Если все же хочется угостить бойца, говорит женщина, то есть способ сделать это тактичнее: можно ли угостить вас кофе, конфетами, шоколадкой? Если есть желание проявить устное внимание, то подмигнуть или сказать: «Привет, как дела?», «Слава Украине».
«И всегда улыбаться. Военные любят искренность. Можно предлагать помощь: занести тележку в автобус или опустить полку в поезде. Но и нянчиться не надо. В больнице ребята сердились, когда родные наперегонки бежали застилать кровать. “Я сам”».
Алена очень просит быть внимательными к людям вокруг. Потому что раненых на костылях или хромых часто не замечают в толпе. Если человека с протезом толкнуть, он упадет. В таких случаях неконтролируемо сгибается коленный модуль.
«Однажды наш друг был с нами в театре. Он закатал штанину, чтобы протез был виден. Но люди не смотрят под ноги. Я вижу, что какая-то барышня уставилась на телефон и в дверях на него налетела. А я сзади и не успеваю его подхватить. Они столкнулись, но мужчина чудом устоял. Я тогда ее догнала и схватила за локоть: “Вылезай из своего телефона и посмотри, кого ты толкнула”. Она смотрит растерянно», — вспоминает женщина.

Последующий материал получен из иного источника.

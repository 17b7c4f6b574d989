// ============================================================
// Layer 2 — TrainUseCase
// ============================================================
// Orchestrates the full training pipeline in order:
//
//   Step 1: Resolve image pairs        (Layer 4 - data)
//           index lists if given, else directory scan + seeded split
//   Step 2: Validate and build datasets (Layer 4 - data)
//   Step 3: Save config                 (Layer 6 - infra)
//   Step 4: Run training loop           (Layer 5 - ml)
//
// Reference: Burn Book §5 (Training)

use anyhow::{bail, Result};
use serde::{Deserialize, Serialize};
use std::path::{Path, PathBuf};

use crate::data::{
    dataset::{PairDataset, SplitDatasets},
    source::{DirectoryScan, IndexFile},
    splitter::split_three_way,
};
use crate::domain::{
    sample::{ImagePair, PairLayout},
    traits::PairSource,
};
use crate::infra::{checkpoint::CheckpointManager, metrics::MetricsLogger};
use crate::ml::{
    backend::BackendKind,
    trainer::{run_training, TrainingOutcome},
};

// ─── Training Configuration ──────────────────────────────────────────────────
// All hyperparameters and paths for a training run.
// Saved as train_config.json so `evaluate` can rebuild the same splits.
#[derive(Debug, Clone, Serialize, Deserialize)]
pub struct TrainConfig {
    pub cover_dir:        PathBuf,
    pub stego_dir:        PathBuf,
    pub image_ext:        String,

    /// Plain-text id lists; all three or none
    pub train_index:      Option<PathBuf>,
    pub valid_index:      Option<PathBuf>,
    pub test_index:       Option<PathBuf>,

    /// Used only when no index lists are given
    pub train_fraction:   f64,
    pub valid_fraction:   f64,

    pub output_dir:       PathBuf,
    pub steganography:    String,
    pub embedding_rate:   String,
    pub dataset_index:    String,

    /// Pairs per batch; each batch holds twice as many images
    pub batch_size:       usize,
    pub epochs:           usize,
    pub lr:               f64,
    pub momentum:         f64,
    pub weight_decay:     f64,
    pub decay_epochs:     Vec<usize>,
    pub lr_gamma:         f64,

    /// Checkpoints are only written for epochs after this one
    pub save_after_epoch: usize,
    pub eval_every:       usize,
    pub print_every:      usize,
    pub num_workers:      usize,
    pub seed:             u64,

    /// Truncation threshold of the filter residuals
    pub threshold:        f64,

    /// Run directory to resume from
    pub resume:           Option<PathBuf>,
    pub backend:          BackendKind,
}

impl Default for TrainConfig {
    fn default() -> Self {
        Self {
            cover_dir:        PathBuf::from("data/cover"),
            stego_dir:        PathBuf::from("data/stego"),
            image_ext:        "ppm".to_string(),
            train_index:      None,
            valid_index:      None,
            test_index:       None,
            train_fraction:   0.70,
            valid_fraction:   0.05,
            output_dir:       PathBuf::from("output"),
            steganography:    "HILL".to_string(),
            embedding_rate:   "0.4".to_string(),
            dataset_index:    "1".to_string(),
            batch_size:       16,
            epochs:           250,
            lr:               0.01,
            momentum:         0.9,
            weight_decay:     5e-4,
            decay_epochs:     vec![80, 140, 190],
            lr_gamma:         0.1,
            save_after_epoch: 190,
            eval_every:       1,
            print_every:      100,
            num_workers:      1,
            seed:             42,
            threshold:        2.0,
            resume:           None,
            backend:          BackendKind::Wgpu,
        }
    }
}

impl TrainConfig {
    /// `{output_dir}/{alg}-{rate}-{dataset_index}-lr={lr}`
    pub fn run_dir(&self) -> PathBuf {
        self.output_dir.join(format!(
            "{}-{}-{}-lr={}",
            self.steganography, self.embedding_rate, self.dataset_index, self.lr,
        ))
    }

    pub fn layout(&self) -> PairLayout {
        PairLayout::new(&self.cover_dir, &self.stego_dir, &self.image_ext)
    }

    fn check(&self) -> Result<()> {
        if self.batch_size == 0 {
            bail!("batch_size must be at least 1");
        }
        if !(0.0..=1.0).contains(&self.train_fraction)
            || !(0.0..=1.0).contains(&self.valid_fraction)
            || self.train_fraction + self.valid_fraction > 1.0
        {
            bail!(
                "Split fractions must lie in [0, 1] and sum to at most 1 (got {} + {})",
                self.train_fraction, self.valid_fraction,
            );
        }
        Ok(())
    }
}

/// The three id lists of a run, unvalidated.
pub struct ResolvedPairs {
    pub train: Vec<ImagePair>,
    pub valid: Vec<ImagePair>,
    pub test:  Vec<ImagePair>,
}

/// Read the index lists, or scan the cover directory and split it.
pub fn resolve_pairs(cfg: &TrainConfig) -> Result<ResolvedPairs> {
    let layout = cfg.layout();

    match (&cfg.train_index, &cfg.valid_index, &cfg.test_index) {
        (Some(train), Some(valid), Some(test)) => {
            let read = |path: &Path| IndexFile::new(path, layout.clone()).pairs();
            Ok(ResolvedPairs { train: read(train)?, valid: read(valid)?, test: read(test)? })
        }
        (None, None, None) => {
            let all = DirectoryScan::new(layout).pairs()?;
            tracing::info!("Found {} pairs in '{}'", all.len(), cfg.cover_dir.display());
            let (train, valid, test) =
                split_three_way(all, cfg.train_fraction, cfg.valid_fraction, cfg.seed);
            Ok(ResolvedPairs { train, valid, test })
        }
        _ => bail!("Give either all three index lists (train, valid, test) or none"),
    }
}

// ─── TrainUseCase ─────────────────────────────────────────────────────────────
// Owns the config and runs the full training pipeline.
pub struct TrainUseCase {
    config: TrainConfig,
    ckpt:   CheckpointManager,
}

impl TrainUseCase {
    /// Create a new TrainUseCase with the given configuration
    pub fn new(config: TrainConfig) -> Self {
        let ckpt = CheckpointManager::new(config.run_dir());
        Self { config, ckpt }
    }

    /// Where the training log for this run is written
    pub fn log_path(&self) -> PathBuf {
        self.ckpt.log_path()
    }

    /// Execute the full training pipeline end to end
    pub fn execute(&self) -> Result<TrainingOutcome> {
        let cfg = &self.config;
        cfg.check()?;

        // ── Step 1: Resolve image pairs ───────────────────────────────────────
        let pairs = resolve_pairs(cfg)?;
        tracing::info!(
            "Split: {} train, {} valid, {} test pairs",
            pairs.train.len(),
            pairs.valid.len(),
            pairs.test.len(),
        );
        if pairs.train.is_empty() || pairs.valid.is_empty() || pairs.test.is_empty() {
            bail!("Every split needs at least one pair");
        }

        // ── Step 2: Validate files and build Burn datasets ────────────────────
        let data = SplitDatasets {
            train: PairDataset::validated(pairs.train)?,
            valid: PairDataset::validated(pairs.valid)?,
            test:  PairDataset::validated(pairs.test)?,
        };

        // ── Step 3: Save config for evaluation ────────────────────────────────
        tracing::info!("Run directory: '{}'", self.ckpt.dir().display());
        self.ckpt.save_config(cfg)?;
        let metrics = MetricsLogger::new(self.ckpt.dir())?;

        // ── Step 4: Run training loop (Layer 5) ───────────────────────────────
        run_training(cfg, data, &self.ckpt, &metrics)
    }
}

У Алены есть еще одна просьба: не спрашивать о войне, не напоминать. Ребята сами расскажут, если сочтут нужным.
«Однажды в реабилитационный центр пришли будущие капелланы и включили фильм на два часа о том, как их коллеги ездят на “нуль”. Все были подавлены после просмотра. Бойцов не нужно снова погружать в войну, они ранены не только физически, но и душой. Ни прошлым, ни долгосрочным будущим их загружать не нужно. Только нынешний момент, только то, что комфортно и радостно сейчас».
Как и Лилия с братом Юрием, так и Алена с сыном Богданом стараются все же больше замечать хорошее отношение.
«Однажды шли по рынку, а у сына рюкзак за плечами. И какая-то бабушка бежит следом, втыкает ему в карман травы лечебные. Это видит дядя, продающий одежду: “Ой, это у вас протез, вам нужны штаны спортивные!” И тут же протягивает. А женщина напротив уже сует ему пакетик конфет. Я смеюсь: “Сынок, бежим, потому что разорим базар”. Думаю, если раскачали рынок, можно вместе раскачать и общество. Мы ведь существа коллективные: один начал, другие подхватили. Глядишь, и закрепится привычка».